* _Collected data_
···
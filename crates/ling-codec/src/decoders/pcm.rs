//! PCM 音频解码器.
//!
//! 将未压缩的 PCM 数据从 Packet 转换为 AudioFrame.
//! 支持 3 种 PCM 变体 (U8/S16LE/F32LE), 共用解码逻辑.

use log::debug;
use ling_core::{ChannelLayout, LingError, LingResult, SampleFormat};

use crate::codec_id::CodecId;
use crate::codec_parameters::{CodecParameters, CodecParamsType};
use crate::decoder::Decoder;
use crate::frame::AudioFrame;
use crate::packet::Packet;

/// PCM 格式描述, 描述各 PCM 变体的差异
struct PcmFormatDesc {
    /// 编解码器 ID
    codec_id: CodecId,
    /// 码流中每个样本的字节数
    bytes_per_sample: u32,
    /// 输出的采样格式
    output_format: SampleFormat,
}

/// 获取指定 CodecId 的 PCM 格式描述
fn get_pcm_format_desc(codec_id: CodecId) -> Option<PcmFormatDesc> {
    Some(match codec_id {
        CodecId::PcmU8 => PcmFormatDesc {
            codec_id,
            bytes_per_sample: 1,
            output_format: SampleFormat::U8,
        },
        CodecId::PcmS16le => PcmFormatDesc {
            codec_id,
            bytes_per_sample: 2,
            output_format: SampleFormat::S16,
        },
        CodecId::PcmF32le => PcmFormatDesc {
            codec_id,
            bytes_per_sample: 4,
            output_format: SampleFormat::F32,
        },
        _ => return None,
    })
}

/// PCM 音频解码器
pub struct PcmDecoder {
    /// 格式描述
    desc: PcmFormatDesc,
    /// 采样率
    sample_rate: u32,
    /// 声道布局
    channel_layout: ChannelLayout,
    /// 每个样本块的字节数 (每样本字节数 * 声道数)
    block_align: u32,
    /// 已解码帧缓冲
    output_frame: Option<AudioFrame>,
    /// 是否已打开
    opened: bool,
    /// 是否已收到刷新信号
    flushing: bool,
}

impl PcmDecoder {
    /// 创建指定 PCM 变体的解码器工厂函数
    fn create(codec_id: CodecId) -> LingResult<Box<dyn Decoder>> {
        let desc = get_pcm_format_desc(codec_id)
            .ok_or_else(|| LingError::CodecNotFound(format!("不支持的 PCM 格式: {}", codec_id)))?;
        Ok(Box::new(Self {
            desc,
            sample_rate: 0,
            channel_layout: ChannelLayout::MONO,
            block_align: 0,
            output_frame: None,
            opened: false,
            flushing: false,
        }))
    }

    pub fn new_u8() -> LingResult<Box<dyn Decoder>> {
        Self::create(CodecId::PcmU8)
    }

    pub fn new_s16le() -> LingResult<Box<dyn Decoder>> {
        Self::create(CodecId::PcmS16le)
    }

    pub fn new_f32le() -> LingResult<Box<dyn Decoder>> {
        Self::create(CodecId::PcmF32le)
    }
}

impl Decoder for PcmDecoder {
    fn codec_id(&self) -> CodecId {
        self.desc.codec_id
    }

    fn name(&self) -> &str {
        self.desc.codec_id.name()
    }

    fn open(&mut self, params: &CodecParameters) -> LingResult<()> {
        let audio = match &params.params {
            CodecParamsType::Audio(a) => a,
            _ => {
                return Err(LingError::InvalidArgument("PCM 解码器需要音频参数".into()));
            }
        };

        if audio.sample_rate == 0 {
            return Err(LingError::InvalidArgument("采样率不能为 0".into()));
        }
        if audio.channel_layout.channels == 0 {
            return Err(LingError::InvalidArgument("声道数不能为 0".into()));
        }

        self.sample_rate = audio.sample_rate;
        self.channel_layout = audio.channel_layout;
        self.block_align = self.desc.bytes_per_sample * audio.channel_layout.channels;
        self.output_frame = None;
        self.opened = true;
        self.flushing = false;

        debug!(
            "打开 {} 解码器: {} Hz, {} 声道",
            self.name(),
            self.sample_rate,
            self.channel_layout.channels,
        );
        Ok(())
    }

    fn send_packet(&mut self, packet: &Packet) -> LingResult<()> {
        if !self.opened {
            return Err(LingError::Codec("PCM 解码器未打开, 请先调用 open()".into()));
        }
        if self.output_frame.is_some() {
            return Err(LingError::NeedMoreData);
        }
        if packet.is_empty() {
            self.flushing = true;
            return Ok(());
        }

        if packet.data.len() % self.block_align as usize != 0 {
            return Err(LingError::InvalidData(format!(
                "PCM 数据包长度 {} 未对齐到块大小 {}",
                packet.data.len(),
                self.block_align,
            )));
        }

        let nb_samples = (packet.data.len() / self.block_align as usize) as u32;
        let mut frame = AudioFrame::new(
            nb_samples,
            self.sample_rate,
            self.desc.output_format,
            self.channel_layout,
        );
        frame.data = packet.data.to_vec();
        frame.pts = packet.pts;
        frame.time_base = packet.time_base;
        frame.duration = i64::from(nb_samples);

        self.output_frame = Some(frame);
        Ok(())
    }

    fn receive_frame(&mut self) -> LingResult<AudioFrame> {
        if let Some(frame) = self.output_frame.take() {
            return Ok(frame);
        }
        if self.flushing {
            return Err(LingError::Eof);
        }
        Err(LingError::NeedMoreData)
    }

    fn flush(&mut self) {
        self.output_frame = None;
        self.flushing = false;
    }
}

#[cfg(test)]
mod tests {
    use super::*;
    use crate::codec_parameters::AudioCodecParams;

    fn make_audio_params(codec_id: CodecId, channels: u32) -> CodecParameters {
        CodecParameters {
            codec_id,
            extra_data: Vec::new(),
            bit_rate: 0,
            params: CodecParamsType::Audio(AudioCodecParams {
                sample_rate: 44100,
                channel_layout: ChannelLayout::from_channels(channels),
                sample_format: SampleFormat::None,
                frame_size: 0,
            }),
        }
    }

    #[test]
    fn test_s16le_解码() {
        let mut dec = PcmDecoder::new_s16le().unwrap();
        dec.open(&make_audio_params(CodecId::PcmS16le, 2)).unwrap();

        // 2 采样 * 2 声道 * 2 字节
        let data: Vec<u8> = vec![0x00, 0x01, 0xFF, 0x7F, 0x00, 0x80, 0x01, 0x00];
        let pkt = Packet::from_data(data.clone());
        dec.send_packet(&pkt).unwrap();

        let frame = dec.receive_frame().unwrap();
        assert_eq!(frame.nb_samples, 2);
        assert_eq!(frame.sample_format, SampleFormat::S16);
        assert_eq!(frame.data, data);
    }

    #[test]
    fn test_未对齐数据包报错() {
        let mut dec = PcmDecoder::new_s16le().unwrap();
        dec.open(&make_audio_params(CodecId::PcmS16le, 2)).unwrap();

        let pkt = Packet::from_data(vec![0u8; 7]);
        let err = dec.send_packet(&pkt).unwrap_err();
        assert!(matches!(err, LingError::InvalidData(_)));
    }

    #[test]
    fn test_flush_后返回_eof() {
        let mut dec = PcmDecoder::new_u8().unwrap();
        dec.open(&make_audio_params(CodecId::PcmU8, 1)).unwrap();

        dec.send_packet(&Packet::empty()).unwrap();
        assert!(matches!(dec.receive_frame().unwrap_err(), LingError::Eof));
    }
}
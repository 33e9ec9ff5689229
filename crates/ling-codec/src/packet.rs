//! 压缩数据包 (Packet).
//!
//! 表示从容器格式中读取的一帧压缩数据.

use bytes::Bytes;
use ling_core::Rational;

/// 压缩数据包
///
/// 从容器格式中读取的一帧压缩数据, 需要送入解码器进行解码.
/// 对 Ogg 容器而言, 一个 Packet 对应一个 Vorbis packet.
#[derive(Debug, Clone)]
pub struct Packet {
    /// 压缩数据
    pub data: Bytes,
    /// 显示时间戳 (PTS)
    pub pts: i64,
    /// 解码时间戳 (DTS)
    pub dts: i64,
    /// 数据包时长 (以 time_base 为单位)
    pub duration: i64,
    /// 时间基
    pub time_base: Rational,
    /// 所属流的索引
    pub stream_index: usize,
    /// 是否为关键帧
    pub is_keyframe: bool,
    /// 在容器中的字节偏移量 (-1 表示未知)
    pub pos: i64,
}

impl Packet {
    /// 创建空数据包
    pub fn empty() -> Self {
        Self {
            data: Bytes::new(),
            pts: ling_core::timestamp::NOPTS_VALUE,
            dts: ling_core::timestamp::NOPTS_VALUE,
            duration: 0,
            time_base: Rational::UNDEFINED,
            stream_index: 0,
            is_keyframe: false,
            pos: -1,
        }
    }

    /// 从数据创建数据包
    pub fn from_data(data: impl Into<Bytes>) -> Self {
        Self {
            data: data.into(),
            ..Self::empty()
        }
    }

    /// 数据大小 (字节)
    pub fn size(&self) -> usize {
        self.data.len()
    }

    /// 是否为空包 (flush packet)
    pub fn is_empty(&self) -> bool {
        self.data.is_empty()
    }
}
···
* _REQUIRED WORK_
Your output should consist solely of the lines from the beginning of the entries through the line containing "Self::create(CodecId::PcmF32le)", reproduced exactly.

* _REPLY_
filename crates/ling-codec/src/decoders/pcm.rs
//! PCM 音频解码器.
//!
//! 将未压缩的 PCM 数据从 Packet 转换为 AudioFrame.
//! 支持 3 种 PCM 变体 (U8/S16LE/F32LE), 共用解码逻辑.

use log::debug;
use ling_core::{ChannelLayout, LingError, LingResult, SampleFormat};

use crate::codec_id::CodecId;
use crate::codec_parameters::{CodecParameters, CodecParamsType};
use crate::decoder::Decoder;
use crate::frame::AudioFrame;
use crate::packet::Packet;

/// PCM 格式描述, 描述各 PCM 变体的差异
struct PcmFormatDesc {
    /// 编解码器 ID
    codec_id: CodecId,
    /// 码流中每个样本的字节数
    bytes_per_sample: u32,
    /// 输出的采样格式
    output_format: SampleFormat,
}

/// 获取指定 CodecId 的 PCM 格式描述
fn get_pcm_format_desc(codec_id: CodecId) -> Option<PcmFormatDesc> {
    Some(match codec_id {
        CodecId::PcmU8 => PcmFormatDesc {
            codec_id,
            bytes_per_sample: 1,
            output_format: SampleFormat::U8,
        },
        CodecId::PcmS16le => PcmFormatDesc {
            codec_id,
            bytes_per_sample: 2,
            output_format: SampleFormat::S16,
        },
        CodecId::PcmF32le => PcmFormatDesc {
            codec_id,
            bytes_per_sample: 4,
            output_format: SampleFormat::F32,
        },
        _ => return None,
    })
}

/// PCM 音频解码器
pub struct PcmDecoder {
    /// 格式描述
    desc: PcmFormatDesc,
    /// 采样率
    sample_rate: u32,
    /// 声道布局
    channel_layout: ChannelLayout,
    /// 每个样本块的字节数 (每样本字节数 * 声道数)
    block_align: u32,
    /// 已解码帧缓冲
    output_frame: Option<AudioFrame>,
    /// 是否已打开
    opened: bool,
    /// 是否已收到刷新信号
    flushing: bool,
}

impl PcmDecoder {
    /// 创建指定 PCM 变体的解码器工厂函数
    fn create(codec_id: CodecId) -> LingResult<Box<dyn Decoder>> {
        let desc = get_pcm_format_desc(codec_id)
            .ok_or_else(|| LingError::CodecNotFound(format!("不支持的 PCM 格式: {}", codec_id)))?;
        Ok(Box::new(Self {
            desc,
            sample_rate: 0,
            channel_layout: ChannelLayout::MONO,
            block_align: 0,
            output_frame: None,
            opened: false,
            flushing: false,
        }))
    }

    pub fn new_u8() -> LingResult<Box<dyn Decoder>> {
        Self::create(CodecId::PcmU8)
    }

    pub fn new_s16le() -> LingResult<Box<dyn Decoder>> {
        Self::create(CodecId::PcmS16le)
    }

    pub fn new_f32le() -> LingResult<Box<dyn Decoder>> {
        Self::create(CodecId::PcmF32le)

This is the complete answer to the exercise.